K.Harrison and A.Soroko
Cosener’s House, Abingdon, UK
22 May 2002
Framework-Grid interfaces: technical survey
– Need for Framework-Grid interfaces
– Outline of required functionality
– Tools for software installation and configuration
– Production tools
– Grid interfaces currently under development
– Conclusions
Aim to give general background, and brief overview
of software products relevant to a Framework-Grid
interface for ATLAS and LHCb
Many items covered in more detail in later presentations
Need for Framework-Grid interfaces
– Resources for Grid activities are becoming available
in increasing numbers
Want to take advantage of these resources as early as
possible
– Take Cambridge as an example:
For Grid activities, have now:
32 X 400 MHz Pentium II processors
20 X 1.13 GHz Pentium III processors
About 0.5 Tbyte of disk space
Globus 2.0 installed
In near future:
will add 2 Tbyte file server
will install EDG middleware
will connect to UK eScience Grid and EU Testbed
– Physics at Cambridge using Grid resources:
ATLAS: already submitting ATLFAST simulation jobs;
plan to participate in data challenges
LHCb: participating in data challenges (initially non-Grid;
later with Grid)
NA48: preparing to simulate 10^8 events for evaluation
of backgrounds in rare kaon decays (300 days of CPU
time)
To fully exploit possibilities for physics studies, need a
tool that simplifies Grid access and job configuration:
Framework-Grid interface
– First ideas for a Grid interface with built-in knowledge
of the Gaudi/Athena framework used by ATLAS and LHCb
developed in summer 2001, in particular by P.Mato and C.Tull
Gaudi/Athena and Grid Alliance (GANGA)
– GANGA might eventually be:
a completely new Grid interface
an adaptation/evolution of an existing Grid interface
– In all cases, expect GANGA to be modular and to make use
of tools/service developed by others
This workshop should help us understand how to proceed
Outline of required functionality
– A Framework-Grid interface for ATLAS and LHCb will need to
provide access to services that can be logically divided
into two categories
– Grid services are developed in the context of many groups
and work packages:
Security services
Job submission
Job decomposition
Resource allocation and management
Data replication and cataloguing
Application-independent monitoring
Would hope to use these as they are (assume no further
development needed)
– Framework-related services (specific to ATLAS and LHCb)

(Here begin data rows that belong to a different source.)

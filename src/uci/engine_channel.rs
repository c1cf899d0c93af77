//! Line-oriented request/response channel to an external UCI engine.
//!
//! Commands go out through any `Write`. Replies arrive as whole lines on an
//! `mpsc` receiver, normally fed by [`spawn_line_reader`] over a child's
//! stdout. Every wait for a reply token is bounded by the optional timeout in
//! [`ChannelConfig`] and can be interrupted through a [`CancelToken`].

use std::io::{BufRead, BufReader, Read, Write};
use std::sync::atomic::{AtomicBool, Ordering};
use std::sync::mpsc::{self, Receiver, RecvTimeoutError};
use std::sync::Arc;
use std::thread;
use std::time::{Duration, Instant};

use crate::chess_errors::{ChessErrors, ChessResult};

pub const DEFAULT_REPLY_TIMEOUT: Duration = Duration::from_secs(30);
pub const DEFAULT_POLL_INTERVAL: Duration = Duration::from_millis(10);

#[derive(Debug, Clone, Copy, PartialEq, Eq)]
pub struct ChannelConfig {
    /// Upper bound on a single wait for a reply token; `None` waits forever.
    pub timeout: Option<Duration>,
    /// How often a blocked wait rechecks the cancel token.
    pub poll_interval: Duration,
}

impl Default for ChannelConfig {
    fn default() -> Self {
        Self {
            timeout: Some(DEFAULT_REPLY_TIMEOUT),
            poll_interval: DEFAULT_POLL_INTERVAL,
        }
    }
}

/// Shared flag that aborts any wait in progress on the channel holding it.
#[derive(Debug, Clone, Default)]
pub struct CancelToken(Arc<AtomicBool>);

impl CancelToken {
    pub fn new() -> Self {
        Self::default()
    }

    pub fn cancel(&self) {
        self.0.store(true, Ordering::SeqCst);
    }

    pub fn is_cancelled(&self) -> bool {
        self.0.load(Ordering::SeqCst)
    }

    pub fn reset(&self) {
        self.0.store(false, Ordering::SeqCst);
    }
}

/// Search limits for a `go` command. Both `None` sends a bare `go`.
#[derive(Debug, Clone, Copy, Default, PartialEq, Eq)]
pub struct GoParams {
    pub movetime_ms: Option<u64>,
    pub depth: Option<u32>,
}

impl GoParams {
    pub fn to_command(&self) -> String {
        let mut command = String::from("go");
        if let Some(ms) = self.movetime_ms {
            command.push_str(&format!(" movetime {ms}"));
        }
        if let Some(depth) = self.depth {
            command.push_str(&format!(" depth {depth}"));
        }
        command
    }
}

#[derive(Debug, Clone, PartialEq, Eq)]
pub struct BestMove {
    pub mv: String,
    pub ponder: Option<String>,
}

/// Parse a `bestmove <move> [ponder <move>]` line.
pub fn parse_best_move(line: &str) -> ChessResult<BestMove> {
    let mut tokens = line.split_whitespace().skip_while(|t| *t != "bestmove");
    tokens.next();

    let mv = tokens
        .next()
        .ok_or_else(|| {
            ChessErrors::ChannelFailure(format!("bestmove line without a move: {line}"))
        })?
        .to_string();

    let ponder = match tokens.next() {
        Some("ponder") => tokens.next().map(str::to_string),
        _ => None,
    };

    Ok(BestMove { mv, ponder })
}

/// Forward every line of `reader` to the returned receiver from a background
/// thread. The receiver disconnects at EOF or on the first read error.
pub fn spawn_line_reader<R>(reader: R) -> Receiver<String>
where
    R: Read + Send + 'static,
{
    let (tx, rx) = mpsc::channel::<String>();
    thread::spawn(move || {
        let reader = BufReader::new(reader);
        for line in reader.lines() {
            match line {
                Ok(l) => {
                    if tx.send(l).is_err() {
                        break;
                    }
                }
                Err(e) => {
                    log::debug!("engine output read failed: {e}");
                    break;
                }
            }
        }
    });
    rx
}

fn write_line(writer: &mut impl Write, line: &str) -> std::io::Result<()> {
    writer.write_all(line.as_bytes())?;
    writer.write_all(b"\n")?;
    writer.flush()
}

pub struct UciChannel<W: Write> {
    writer: W,
    lines: Receiver<String>,
    config: ChannelConfig,
    cancel: CancelToken,
}

impl<W: Write> UciChannel<W> {
    pub fn new(writer: W, lines: Receiver<String>, config: ChannelConfig) -> Self {
        Self {
            writer,
            lines,
            config,
            cancel: CancelToken::new(),
        }
    }

    /// Clone of the token that cancels waits on this channel.
    pub fn cancel_token(&self) -> CancelToken {
        self.cancel.clone()
    }

    pub fn config(&self) -> &ChannelConfig {
        &self.config
    }

    pub fn set_config(&mut self, config: ChannelConfig) {
        self.config = config;
    }

    pub fn writer(&self) -> &W {
        &self.writer
    }

    /// Write one command line and flush it.
    pub fn send(&mut self, command: &str) -> ChessResult<()> {
        log::debug!("> {command}");
        write_line(&mut self.writer, command)
            .map_err(|e| ChessErrors::ChannelFailure(format!("failed to send {command:?}: {e}")))
    }

    /// Wait for the first line containing `token` and return it; lines
    /// without the token are skipped.
    pub fn expect(&mut self, token: &str) -> ChessResult<String> {
        let deadline = self.config.timeout.map(|t| Instant::now() + t);

        loop {
            if self.cancel.is_cancelled() {
                return Err(ChessErrors::ChannelCancelled(token.to_string()));
            }

            let wait = match deadline {
                Some(deadline) => {
                    let now = Instant::now();
                    if now >= deadline {
                        return Err(ChessErrors::ChannelTimeout(token.to_string()));
                    }
                    (deadline - now).min(self.config.poll_interval)
                }
                None => self.config.poll_interval,
            };

            match self.lines.recv_timeout(wait) {
                Ok(line) if line.contains(token) => {
                    log::debug!("< {line}");
                    return Ok(line);
                }
                Ok(line) => log::trace!("< {line}"),
                Err(RecvTimeoutError::Timeout) => {}
                Err(RecvTimeoutError::Disconnected) => {
                    return Err(ChessErrors::ChannelFailure(format!(
                        "engine output closed while waiting for {token}"
                    )));
                }
            }
        }
    }

    /// `uci` / `uciok`.
    pub fn handshake(&mut self) -> ChessResult<()> {
        self.send("uci")?;
        self.expect("uciok").map(|_| ())
    }

    /// `isready` / `readyok`.
    pub fn ready(&mut self) -> ChessResult<()> {
        self.send("isready")?;
        self.expect("readyok").map(|_| ())
    }

    pub fn set_option(&mut self, name: &str, value: &str) -> ChessResult<()> {
        self.send(&format!("setoption name {name} value {value}"))
    }

    /// Limit the engine to `elo`, or lift the limit with `None`.
    pub fn set_elo(&mut self, elo: Option<u32>) -> ChessResult<()> {
        match elo {
            Some(elo) => {
                self.set_option("UCI_LimitStrength", "true")?;
                self.set_option("UCI_Elo", &elo.to_string())
            }
            None => self.set_option("UCI_LimitStrength", "false"),
        }
    }

    pub fn new_game(&mut self) -> ChessResult<()> {
        self.send("ucinewgame")?;
        self.ready()
    }

    pub fn position_startpos<S: AsRef<str>>(&mut self, moves: &[S]) -> ChessResult<()> {
        if moves.is_empty() {
            return self.send("position startpos");
        }
        let list: Vec<&str> = moves.iter().map(AsRef::as_ref).collect();
        self.send(&format!("position startpos moves {}", list.join(" ")))
    }

    pub fn position_fen(&mut self, fen: &str) -> ChessResult<()> {
        self.send(&format!("position fen {fen}"))
    }

    /// Send `go` and wait for the engine's `bestmove`.
    pub fn best_move(&mut self, params: GoParams) -> ChessResult<BestMove> {
        self.send(&params.to_command())?;
        let line = self.expect("bestmove")?;
        parse_best_move(&line)
    }

    pub fn quit(&mut self) -> ChessResult<()> {
        self.send("quit")
    }
}

#[cfg(test)]
mod tests {
    use super::*;
    use std::io::Cursor;
    use std::sync::mpsc::Sender;

    fn channel_with(
        lines: &[&str],
        timeout: Option<Duration>,
    ) -> (UciChannel<Vec<u8>>, Sender<String>) {
        let (tx, rx) = mpsc::channel();
        for line in lines {
            tx.send((*line).to_string()).expect("receiver alive");
        }
        let config = ChannelConfig {
            timeout,
            poll_interval: Duration::from_millis(5),
        };
        (UciChannel::new(Vec::new(), rx, config), tx)
    }

    fn sent(channel: &UciChannel<Vec<u8>>) -> String {
        String::from_utf8(channel.writer().clone()).expect("utf8")
    }

    #[test]
    fn handshake_skips_identification_lines() {
        let (mut channel, _tx) = channel_with(
            &["id name Test", "option name Hash type spin", "uciok", "readyok"],
            Some(Duration::from_secs(1)),
        );
        channel.handshake().expect("handshake");
        channel.ready().expect("ready");
        assert_eq!(sent(&channel), "uci\nisready\n");
    }

    #[test]
    fn commands_use_protocol_grammar() {
        let (mut channel, _tx) = channel_with(&["readyok"], Some(Duration::from_secs(1)));
        channel.set_elo(Some(1500)).expect("elo");
        channel.set_elo(None).expect("no elo");
        channel.new_game().expect("new game");
        channel.position_startpos(&["e2e4", "e7e5"]).expect("startpos");
        channel.position_startpos::<&str>(&[]).expect("empty startpos");
        channel
            .position_fen("4k3/8/8/8/8/8/8/4K3 w - - 0 1")
            .expect("fen");
        channel.quit().expect("quit");

        assert_eq!(
            sent(&channel),
            "setoption name UCI_LimitStrength value true\n\
             setoption name UCI_Elo value 1500\n\
             setoption name UCI_LimitStrength value false\n\
             ucinewgame\n\
             isready\n\
             position startpos moves e2e4 e7e5\n\
             position startpos\n\
             position fen 4k3/8/8/8/8/8/8/4K3 w - - 0 1\n\
             quit\n"
        );
    }

    #[test]
    fn best_move_reads_ponder() {
        let (mut channel, _tx) = channel_with(
            &["info depth 1 score cp 20", "bestmove e2e4 ponder e7e5"],
            Some(Duration::from_secs(1)),
        );
        let best = channel
            .best_move(GoParams {
                movetime_ms: Some(100),
                depth: Some(8),
            })
            .expect("bestmove");
        assert_eq!(
            best,
            BestMove {
                mv: "e2e4".to_string(),
                ponder: Some("e7e5".to_string()),
            }
        );
        assert_eq!(sent(&channel), "go movetime 100 depth 8\n");
    }

    #[test]
    fn parse_best_move_without_ponder() {
        let best = parse_best_move("bestmove a7a8q").expect("parse");
        assert_eq!(best.mv, "a7a8q");
        assert_eq!(best.ponder, None);
        assert!(matches!(
            parse_best_move("bestmove"),
            Err(ChessErrors::ChannelFailure(_))
        ));
    }

    #[test]
    fn go_params_render() {
        assert_eq!(GoParams::default().to_command(), "go");
        assert_eq!(
            GoParams {
                movetime_ms: None,
                depth: Some(3)
            }
            .to_command(),
            "go depth 3"
        );
    }

    #[test]
    fn silent_engine_times_out() {
        let (mut channel, _tx) = channel_with(&["id name Quiet"], Some(Duration::from_millis(40)));
        assert!(matches!(
            channel.expect("uciok"),
            Err(ChessErrors::ChannelTimeout(_))
        ));
    }

    #[test]
    fn closed_output_is_a_failure() {
        let (mut channel, tx) = channel_with(&["id name Gone"], None);
        drop(tx);
        assert!(matches!(
            channel.expect("uciok"),
            Err(ChessErrors::ChannelFailure(_))
        ));
    }

    #[test]
    fn cancel_interrupts_an_unbounded_wait() {
        let (mut channel, _tx) = channel_with(&[], None);
        let token = channel.cancel_token();
        let canceller = thread::spawn(move || {
            thread::sleep(Duration::from_millis(20));
            token.cancel();
        });

        assert!(matches!(
            channel.expect("readyok"),
            Err(ChessErrors::ChannelCancelled(_))
        ));
        canceller.join().expect("canceller thread");

        channel.cancel_token().reset();
        assert!(!channel.cancel_token().is_cancelled());
    }

    #[test]
    fn line_reader_forwards_until_eof() {
        let rx = spawn_line_reader(Cursor::new(b"id name X\nuciok\n".to_vec()));
        let lines: Vec<String> = rx.iter().collect();
        assert_eq!(lines, vec!["id name X".to_string(), "uciok".to_string()]);
    }
}
//! The single `prompt -> text` call into a provider.

use salespulse_core::{Provider, ProviderError, ProviderRequest};
use std::sync::Arc;
use tracing::{debug, warn};

/// Sends a fully rendered prompt as one user message and returns the reply text.
#[derive(Clone)]
pub struct LlmGateway {
    provider: Arc<dyn Provider>,
    model: String,
    temperature: f32,
    max_tokens: Option<u32>,
}

impl LlmGateway {
    pub fn new(provider: Arc<dyn Provider>, model: impl Into<String>) -> Self {
        Self {
            provider,
            model: model.into(),
            temperature: 0.7,
            max_tokens: None,
        }
    }

    pub fn with_temperature(mut self, temperature: f32) -> Self {
        self.temperature = temperature;
        self
    }

    pub fn with_max_tokens(mut self, max_tokens: u32) -> Self {
        self.max_tokens = Some(max_tokens);
        self
    }

    pub fn provider_name(&self) -> &str {
        self.provider.name()
    }

    pub fn model(&self) -> &str {
        &self.model
    }

    pub async fn invoke(&self, prompt: &str) -> Result<String, ProviderError> {
        let mut request = ProviderRequest::prompt(&self.model, prompt);
        request.temperature = self.temperature;
        request.max_tokens = self.max_tokens;

        debug!(
            provider = self.provider.name(),
            model = %self.model,
            prompt_len = prompt.len(),
            "Invoking LLM"
        );

        match self.provider.complete(request).await {
            Ok(response) => {
                if let Some(usage) = &response.usage {
                    debug!(
                        prompt_tokens = usage.prompt_tokens,
                        completion_tokens = usage.completion_tokens,
                        "LLM call complete"
                    );
                }
                Ok(response.message.content)
            }
            Err(e) => {
                warn!(provider = self.provider.name(), error = %e, "LLM call failed");
                Err(e)
            }
        }
    }
}

impl std::fmt::Debug for LlmGateway {
    fn fmt(&self, f: &mut std::fmt::Formatter<'_>) -> std::fmt::Result {
        f.debug_struct("LlmGateway")
            .field("provider", &self.provider.name())
            .field("model", &self.model)
            .field("temperature", &self.temperature)
            .field("max_tokens", &self.max_tokens)
            .finish()
    }
}

#[cfg(test)]
mod tests {
    use super::*;
    use async_trait::async_trait;
    use salespulse_core::{Message, ProviderResponse, Role};
    use std::sync::Mutex;

    struct CapturingProvider {
        seen: Mutex<Vec<ProviderRequest>>,
    }

    #[async_trait]
    impl Provider for CapturingProvider {
        fn name(&self) -> &str {
            "capture"
        }

        async fn complete(
            &self,
            request: ProviderRequest,
        ) -> Result<ProviderResponse, ProviderError> {
            let reply = format!("echo:{}", request.messages[0].content);
            self.seen.lock().unwrap().push(request);
            Ok(ProviderResponse {
                message: Message::assistant(reply),
                usage: None,
                model: "capture-model".into(),
            })
        }
    }

    struct DownProvider;

    #[async_trait]
    impl Provider for DownProvider {
        fn name(&self) -> &str {
            "down"
        }

        async fn complete(&self, _: ProviderRequest) -> Result<ProviderResponse, ProviderError> {
            Err(ProviderError::Network("connection refused".into()))
        }
    }

    #[tokio::test]
    async fn sends_one_user_message() {
        let provider = Arc::new(CapturingProvider {
            seen: Mutex::new(Vec::new()),
        });
        let gateway = LlmGateway::new(provider.clone(), "gpt-4o-mini")
            .with_temperature(0.2)
            .with_max_tokens(512);

        let text = gateway.invoke("summarise this").await.unwrap();
        assert_eq!(text, "echo:summarise this");

        let seen = provider.seen.lock().unwrap();
        assert_eq!(seen.len(), 1);
        assert_eq!(seen[0].model, "gpt-4o-mini");
        assert_eq!(seen[0].temperature, 0.2);
        assert_eq!(seen[0].max_tokens, Some(512));
        assert_eq!(seen[0].messages.len(), 1);
        assert_eq!(seen[0].messages[0].role, Role::User);
    }

    #[tokio::test]
    async fn provider_error_passes_through() {
        let gateway = LlmGateway::new(Arc::new(DownProvider), "m");
        let err = gateway.invoke("x").await.unwrap_err();
        assert!(matches!(err, ProviderError::Network(_)));
    }
}
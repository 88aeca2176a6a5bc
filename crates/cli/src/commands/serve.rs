//! `salespulse serve` — Start the HTTP API server.

use salespulse_config::AppConfig;

pub async fn run(
    mut config: AppConfig,
    host_override: Option<String>,
    port_override: Option<u16>,
) -> Result<(), Box<dyn std::error::Error>> {
    if let Some(host) = host_override {
        config.gateway.host = host;
    }
    if let Some(port) = port_override {
        config.gateway.port = port;
    }

    println!("📈 SalesPulse Gateway");
    println!("   Listening: {}:{}", config.gateway.host, config.gateway.port);
    println!("   Dataset:   {}", config.dataset.path.display());
    println!("   Model:     {} ({})", config.default_model, config.default_provider);

    salespulse_gateway::start(config).await?;

    Ok(())
}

will need to be developed in parallel with the interface
implementation:
Job configuration
(algorithms to run, properties, input/output requests)
Management of software environment
(executables, libraries,databases, etc)
Automatic creation of job-description files
Error recovery
Application-specific monitoring
Bookkeeping
Tools for software installation and configuration
– In general, Grid resources will not be dedicated to a
single experiment: might run jobs for ATLAS one day,
CDF the next and LHCb the day after
Framework-Grid interface will need access to a tool that
allows setting up of the user’s software environment
– Tools of interest include:
LCFG: developed in context of EU WP4, based on
rpm files
DAR: developed at FNAL, based on tarballs
pacman: developed at Boston University, fetches,
installs and manages packages based on rpm files
or tarballs, makes use of software cache
See presentation by S.Youssef
Production tools
– Production tools already in use can provide ideas for
implementing some of the services to be offered by a
Framework-Grid interface
– As an example, consider Simulation for LHCb and its
Integrated Control Environment (SLICE)
see presentation of G.Kuznetsov
– Working in a non-Grid environment:
Production requests to distributed facilities are submitted
via a web page
Java servelets create job scripts and options files
Production is monitored using control system based on PVSS
Update of bookkeeping database, transfer of output data to
mass storage and quality checks performed automatically
– Grid-based system at experimental stage
LHCb production strategy using SLICE
physicist
request for production: nr of
events, channel, datatype
(implies a workflow),
configuration, deadline for
completion
physics coordinator: ratifies
production request which gets
added as outstanding request to
the database
Job creation/submission (via Web): identify
outstanding requests, select workflow(s), give nr
of events, create scripts
bookkeeping
database
production manager:
-Create required nr of jobs (500 evts each)
-Determine configuration
-Determine/create runtime environment
-Run executable
-Check data
-Copy data/logs
-Flag production as completed, prepare
updating of bookkeeping db
Monitoring (via PVSS): submit jobs to distributed
sites, see what jobs are running, how many,
channel, datatype, site, current event nr,
configuration used by job, submit time, kill jobs
Servelet
Purpose
Maprunmc
sicbmc for rawh
production
Brunelrun
Brunel for DST
production
Bbinclrun
Sicbmc + sicbdst
for physics
production
Mcbrunel
Sicbmc v249 +
Brunel v9r1 for data
challenge tests,
dbase v243r1p1,
v243r3
(From E.vanHerwijnen)
Submit jobs
remotely
view
Update bookkeeping
database
Execute
on farm
Transfer data to
Mass store
Monitor
performance
of farm via
Web
Data Quality
Check
(From E.vanHerwijnen)
Grid interfaces currently under development
– Middleware (Globus, EDG, PPDG, other) provides an
interface to grid services via command-line instructions
given in a particular sequence
– More user-friendly interfaces are being developed by
several groups:
Alice Environment (Alien)
see also presentations of P.Buncic and L.Goosens
EDG GUI
see also presentation of D.Colling
Grid Enabled Web Environment for Site-Independent
User Job Submission (GENIUS)
Grid Access Portal for Physics Applications (Grappa)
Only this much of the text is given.